Il caso del balletto Giselle è del tutto particolare. Non si tratta di una coreografia che prende spunto da un’opera letteraria, il libretto è stato scritto appositamente per farne un balletto e non da un librettista di mestiere, bensì da un grande scrittore francese: Théophile Gautier. Esempio di come le arti si intersecano: la danza nasce dalla letteratura o dalla musica, e la letteratura nasce dalla danza e dalla musica. Gautier attraversò con la sua vita e la sua carriera quasi tutto il XIX secolo, un periodo politico e sociale molto tumultuoso in Francia che però nel campo artistico diede origine a tanta creatività e capolavori.  Personalità vivace ed eclettica, fu uno dei rappresentanti del romanticismo e punto di riferimento per molti movimenti letterari successivi come il Parnassianesimo, il Simbolismo, il Decadentismo e il Modernismo. Cominciò come poeta nel 1830 a 20 anni circa, in seguito all’incontro con Victor Hugo, per cui nutriva una grande ammirazione. Nonostante la giovane età, diede prova di avere già acquisito i modelli degli antichi e, cosciente della loro eredità, dimostrò una certa originalità usando una forma ben definita e una lingua precisa e chiara. Nel 1833 pubblicò una serie di racconti “Les Jeunes-France”, che rendevano in modo crudo la vita degli artisti e degli scrittori del Petit Cènacle; in quest’opera “barocca” Gautier fu testimone lucido e ironico dei “Précieuses Ridicules” del romanticismo. Dopo un paio d’anni cominciò la sua carriera di giornalista e contemporaneamente di romanziere; pubblicò la maggior parte dei suoi romanzi dal 1837 al 1866, tra cui Le roman de la momie, al quale si ispirò poi la trama del balletto “La figlia del faraone” del 1862. Per il giornale “La Presse” scrisse più di 2000 articoli come critico d’arte in una lingua chiara, sottile, impeccabile e brillante. Rivoluzionò il linguaggio della critica d’arte non limitandosi solo al giudizio, all’analisi, ma cercando di ricreare il giusto sentimento estetico. Il suo obiettivo era rendere con le parole le sensazioni visive e musicali suscitate dalla percezione diretta dell’opera d’arte, sia figurativa che performativa. Questo compito di cronista fu la sua missione per tutta la vita e fu recensore dei principali balletti andati in scena a Parigi fra il 1836 e il 1871, molti dei quali entrati nei classici della storia della danza.

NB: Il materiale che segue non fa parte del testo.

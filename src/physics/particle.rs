//! Particle state and the per-tick update rule

use crate::physics::force::Force;
use crate::physics::integrators::{Integrator, SymplecticEuler, UNIT_TIME_STEP};
use crate::physics::math::{Interval, Scalar, Vector3D, random_vector, uniform};
use rand::Rng;

/// Ranges used for the one-time randomization of a particle
#[derive(Debug, Clone, Copy, PartialEq)]
pub struct RandomProperties {
    /// Drawn and stored on the particle, never applied to motion
    pub dissipation_range: Interval,
    pub initial_velocity_range: Interval,
    pub force_count: usize,
    pub acceleration_range: Interval,
}

/// A point particle moved by a fixed set of constant forces
///
/// The trajectory always holds the initial position followed by one entry per
/// executed tick. Forces are fixed once stepping begins.
#[derive(Debug, Clone, PartialEq)]
pub struct Particle {
    position: Vector3D,
    velocity: Vector3D,
    initial_velocity: Vector3D,
    trajectory: Vec<Vector3D>,
    forces: Vec<Force>,
    dissipation: Option<Scalar>,
}

impl Particle {
    pub fn new(position: Vector3D, velocity: Vector3D) -> Self {
        Self {
            position,
            velocity,
            initial_velocity: velocity,
            trajectory: vec![position],
            forces: Vec::new(),
            dissipation: None,
        }
    }

    /// Builder used for hand-made particles and the constant-force variant
    pub fn with_forces(mut self, forces: impl IntoIterator<Item = Force>) -> Self {
        self.forces.extend(forces);
        self
    }

    /// Draws a fresh initial velocity and replaces the forces with `force_count` random ones.
    ///
    /// Draw order: dissipation, velocity x/y/z, then for each force direction
    /// x/y/z followed by its magnitude.
    pub fn apply_random_properties(&mut self, properties: &RandomProperties, rng: &mut impl Rng) {
        self.dissipation = Some(uniform(rng, properties.dissipation_range));

        let initial_velocity = random_vector(rng, properties.initial_velocity_range);
        self.initial_velocity = initial_velocity;
        self.velocity = initial_velocity;

        self.forces = (0..properties.force_count)
            .map(|_| Force::random(rng, properties.acceleration_range))
            .collect();
    }

    /// Adds forces before the first tick; ignored once the particle has moved
    pub(crate) fn inject_forces(&mut self, forces: &[Force]) {
        if self.ticks_elapsed() == 0 {
            self.forces.extend_from_slice(forces);
        }
    }

    pub fn net_acceleration(&self) -> Vector3D {
        crate::physics::force::net_acceleration(&self.forces)
    }

    /// Advances one tick: `velocity += net_acceleration`, then `position += velocity`
    pub fn step(&mut self) {
        SymplecticEuler.step(
            &mut self.position.0,
            &mut self.velocity.0,
            &self.forces,
            UNIT_TIME_STEP,
        );
        self.trajectory.push(self.position);
    }

    #[inline]
    pub fn position(&self) -> Vector3D {
        self.position
    }

    #[inline]
    pub fn velocity(&self) -> Vector3D {
        self.velocity
    }

    #[inline]
    pub fn initial_velocity(&self) -> Vector3D {
        self.initial_velocity
    }

    #[inline]
    pub fn initial_position(&self) -> Vector3D {
        self.trajectory[0]
    }

    pub fn trajectory(&self) -> &[Vector3D] {
        &self.trajectory
    }

    pub fn forces(&self) -> &[Force] {
        &self.forces
    }

    /// Value drawn from the dissipation range, if the particle was randomized
    pub fn dissipation(&self) -> Option<Scalar> {
        self.dissipation
    }

    pub fn ticks_elapsed(&self) -> usize {
        self.trajectory.len() - 1
    }
}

Artista eclettico, poeta, scrittore, giornalista, critico d’arte e di danza, animato da una profonda ammirazione per la danzatrice Carlotta Grisi, concepì per la prima volta nel 1841 una storia che sarebbe diventata la trama di un balletto. Aveva appena letto il saggio critico “De l’Allemagne” di Heinrich Heine ed era rimasto colpito dalla vicenda delle “Villi”, spiriti irrequieti delle fanciulle tradite e morte prima delle nozze, le cui anime sono destinate a danzare nelle notti di luna piena per vendicarsi dell’amato traditore. Quest’opera, insieme al poema “Fantomes” di Victor Hugo, gli diedero l’idea per la trama di Giselle, elaborata insieme al drammaturgo Jules Henri-Vernoy de Saint-Georges. In poco tempo fu scritta la storia basata su temi come l’amore eterno e impossibile, la morte e la follia. Adolphe Adam, incaricato di comporre le musiche, terminò il lavoro in soli 8 giorni in stretta collaborazione con gli autori del libretto. Gli autori vollero Jules Perrot per le coreografie, scelta contrastata dai vertici dell’Opera National di Parigi che preferirono Jean Coralli, per cui si decise che Coralli avrebbe curato le scene nell’insieme, mentre Jules Perrot avrebbe ideato i passi della ballerina interprete principale. La figura che incarnò perfettamente il ruolo di Giselle fu Carlotta Grisi, giovane ballerina italiana che, grazie al talento e alla fisicità luminosa catturò l’attenzione di Perrot che divenne suo maestro e partner nella vita. Il balletto ebbe un tale successo in tutta Europa che la Grisi divenne la star indiscussa di Giselle, interpretando il ruolo che Gautier aveva concepito come emblema della danza romantica. 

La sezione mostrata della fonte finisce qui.